One week ago, last Friday lunchtime, five of our Music in Offices clients formed the first Moorgate Music Club, reclaiming their lunch break to sing together. David MacDonald at BACB kindly offered to host as choir members from Trowers & Hamlins, Macquarie, BACB, SEI and Standard Chartered collaborated for a singing workshop and lunchtime social.
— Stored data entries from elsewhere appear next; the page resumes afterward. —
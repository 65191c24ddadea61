//! The ACL-mutation seam and its setfacl implementation

use std::path::Path;
use std::time::Duration;

use share_sys::{DEFAULT_TOOL_TIMEOUT, ToolCommand};

use crate::entry::{AccessEntry, AclScope, AclStep, Permission, mask_spec};
use crate::error::{Error, Result};
use crate::inspect::{ShareAcl, parse_getfacl};

/// Primitive ACL operations on a share root.
///
/// Inherited-scope operations apply to the path and all its descendants.
pub trait AclBackend: Send + Sync {
    /// Remove every extended ACL entry from `path`.
    fn clear(&self, path: &Path) -> Result<()>;

    fn set_mask(&self, path: &Path, permission: Permission, scope: AclScope) -> Result<()>;

    /// Add or replace one named entry without recomputing the mask.
    fn set_entry(&self, path: &Path, entry: &AccessEntry) -> Result<()>;

    /// Read the ACL currently in effect on `path`.
    fn list(&self, path: &Path) -> Result<ShareAcl>;

    /// Dispatch a planned step to the matching primitive.
    fn apply_step(&self, path: &Path, step: &AclStep) -> Result<()> {
        match step {
            AclStep::Clear => self.clear(path),
            AclStep::SetMask { permission, scope } => self.set_mask(path, *permission, *scope),
            AclStep::SetEntry(entry) => self.set_entry(path, entry),
        }
    }
}

/// Backend that runs `setfacl` and `getfacl`
#[derive(Debug, Clone)]
pub struct SetfaclBackend {
    timeout: Duration,
}

impl SetfaclBackend {
    pub fn new(timeout: Duration) -> Self {
        Self { timeout }
    }

    fn setfacl(&self, path: &Path, recursive: bool, args: &[&str]) -> ToolCommand {
        let mut cmd = ToolCommand::new("setfacl").timeout(self.timeout);
        if recursive {
            cmd = cmd.arg("-R");
        }
        cmd.args(args.iter().copied()).path_arg(path)
    }

    fn run(&self, operation: String, path: &Path, cmd: ToolCommand) -> Result<()> {
        cmd.run()
            .map(|_| ())
            .map_err(|source| Error::tool(operation, path, source))
    }
}

impl Default for SetfaclBackend {
    fn default() -> Self {
        Self::new(DEFAULT_TOOL_TIMEOUT)
    }
}

impl AclBackend for SetfaclBackend {
    fn clear(&self, path: &Path) -> Result<()> {
        let cmd = self.setfacl(path, false, &["-b"]);
        self.run(AclStep::Clear.describe(), path, cmd)
    }

    fn set_mask(&self, path: &Path, permission: Permission, scope: AclScope) -> Result<()> {
        let spec = mask_spec(permission, scope);
        let cmd = self.setfacl(path, scope.is_inherited(), &["-m", &spec]);
        self.run(format!("set {}", spec), path, cmd)
    }

    fn set_entry(&self, path: &Path, entry: &AccessEntry) -> Result<()> {
        let spec = entry.spec();
        let cmd = self.setfacl(path, entry.scope.is_inherited(), &["-n", "-m", &spec]);
        self.run(format!("set {}", spec), path, cmd)
    }

    fn list(&self, path: &Path) -> Result<ShareAcl> {
        let output = ToolCommand::new("getfacl")
            .timeout(self.timeout)
            .arg("-p")
            .path_arg(path)
            .run()
            .map_err(|source| Error::tool("list", path, source))?;
        Ok(parse_getfacl(&path.to_string_lossy(), &output.stdout))
    }
}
What better way to spend a Friday lunchtime?

Our small-scale partnerships echo the wider changes in cultural collaboration happening now across London.

This week, Sadiq Khan announced the winners of the new London Borough of Culturecompetition (Waltham Forest for 2019 and Brent for 2020) which encourages different boroughs to increase their cultural activities and place more importance on connecting their businesses and communities – and music and collaborative performances are at the heart of these experiences.
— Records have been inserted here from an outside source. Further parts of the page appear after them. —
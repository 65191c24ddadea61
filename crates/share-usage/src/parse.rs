//! Parsing of df / du output and human-readable sizes

use crate::cache::FilesystemUsage;

/// Filesystem sources reported by df that are not backed by a disk.
const VIRTUAL_FILESYSTEMS: [&str; 4] = ["none", "udev", "tmpfs", "overlay"];

const DISPLAY_NAME_MAX: usize = 20;

pub fn is_virtual_filesystem(filesystem: &str) -> bool {
    VIRTUAL_FILESYSTEMS.contains(&filesystem)
}

/// Convert a size such as `4.2G`, `512K` or `1.5 TB` to bytes.
///
/// Units are binary multiples and case-insensitive; a bare number is
/// bytes. Empty or unparseable input yields 0.
pub fn parse_size(size: &str) -> u64 {
    let size = size.trim();
    if size.is_empty() {
        return 0;
    }

    let split = size
        .find(|c: char| !c.is_ascii_digit() && c != '.')
        .unwrap_or(size.len());
    let (number, unit) = size.split_at(split);

    let Ok(number) = number.parse::<f64>() else {
        tracing::warn!(size, "Unparseable size, counting as 0");
        return 0;
    };
    let multiplier: u64 = match unit.trim().to_ascii_uppercase().as_str() {
        "" | "B" => 1,
        "K" | "KB" => 1 << 10,
        "M" | "MB" => 1 << 20,
        "G" | "GB" => 1 << 30,
        "T" | "TB" => 1 << 40,
        "P" | "PB" => 1 << 50,
        _ => {
            tracing::warn!(size, "Unknown size unit, counting as 0");
            return 0;
        }
    };

    (number * multiplier as f64).round() as u64
}

/// Shorten long mount paths to `/first/…/last` for display.
pub fn display_name(mount: &str) -> String {
    if mount.len() <= DISPLAY_NAME_MAX {
        return mount.to_string();
    }
    let parts: Vec<&str> = mount.split('/').collect();
    match (parts.get(1), parts.last()) {
        (Some(first), Some(last)) if parts.len() > 3 => format!("/{}/…/{}", first, last),
        _ => mount.to_string(),
    }
}

/// Parse `df -h` output, skipping the header line and short lines.
///
/// A mount point containing spaces is kept whole.
pub fn parse_df(output: &str) -> Vec<FilesystemUsage> {
    output
        .lines()
        .skip(1)
        .filter_map(|line| {
            let fields: Vec<&str> = line.split_whitespace().collect();
            if fields.len() < 6 {
                return None;
            }
            let mounted_on = fields[5..].join(" ");
            Some(FilesystemUsage {
                filesystem: fields[0].to_string(),
                size: fields[1].to_string(),
                used: fields[2].to_string(),
                available: fields[3].to_string(),
                use_percent: fields[4].trim_end_matches('%').parse().unwrap_or(0.0),
                display_name: display_name(&mounted_on),
                is_virtual: is_virtual_filesystem(fields[0]),
                mounted_on,
            })
        })
        .collect()
}

/// The size column of `du -sh` output.
pub fn parse_du(output: &str) -> Option<String> {
    let mut fields = output.split_whitespace();
    let size = fields.next()?;
    fields.next()?;
    Some(size.to_string())
}
//! A single cached value with time-based expiry

use std::time::{Duration, Instant};

use parking_lot::RwLock;
use serde::Serialize;

use crate::clock::Clock;

/// A cached value and the instant it was computed
#[derive(Debug, Clone, PartialEq, Serialize)]
pub struct CacheEntry<T> {
    pub value: T,
    #[serde(skip)]
    pub computed_at: Instant,
}

impl<T> CacheEntry<T> {
    /// Valid while `now - computed_at < ttl`.
    pub fn is_fresh(&self, now: Instant, ttl: Duration) -> bool {
        now.saturating_duration_since(self.computed_at) < ttl
    }
}

/// Lazily computed value, recomputed on demand once expired.
///
/// Readers check freshness under a shared lock. A reader that finds the
/// value missing or stale takes the exclusive lock and checks again before
/// recomputing, so a burst of callers hitting an expired value causes a
/// single recomputation. Failed computations are not cached.
#[derive(Debug)]
pub struct TtlCell<T> {
    ttl: Duration,
    slot: RwLock<Option<CacheEntry<T>>>,
}

impl<T: Clone> TtlCell<T> {
    pub fn new(ttl: Duration) -> Self {
        Self {
            ttl,
            slot: RwLock::new(None),
        }
    }

    pub fn ttl(&self) -> Duration {
        self.ttl
    }

    /// The cached entry, fresh or not, without computing anything.
    pub fn peek(&self) -> Option<CacheEntry<T>> {
        self.slot.read().clone()
    }

    pub fn get_or_refresh<E, F>(&self, clock: &dyn Clock, compute: F) -> Result<CacheEntry<T>, E>
    where
        F: FnOnce() -> Result<T, E>,
    {
        if let Some(entry) = self.fresh(&self.slot.read(), clock.now()) {
            return Ok(entry);
        }

        let mut slot = self.slot.write();
        if let Some(entry) = self.fresh(&slot, clock.now()) {
            return Ok(entry);
        }

        let value = compute()?;
        let entry = CacheEntry {
            value,
            computed_at: clock.now(),
        };
        *slot = Some(entry.clone());
        Ok(entry)
    }

    fn fresh(&self, slot: &Option<CacheEntry<T>>, now: Instant) -> Option<CacheEntry<T>> {
        slot.as_ref().filter(|e| e.is_fresh(now, self.ttl)).cloned()
    }
}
“London is a hotbed for creativity and innovation, and one of our greatest strengths is that we’re a city of cities.”

Sadiq Kahn

Culture Mile (City of London); Team London Bridge; The Knowledge Quarter (Kings Cross); International Quarter (Stratford) and Artist Quarter (also Stratford) are all creating cultural hubs to regenerate their areas.

Sian Bird, Strategic Partnerships Manager at Culture Mile, told me a little more about the aims of the organisation in the City of London:

“Cultural districts are about collaboration.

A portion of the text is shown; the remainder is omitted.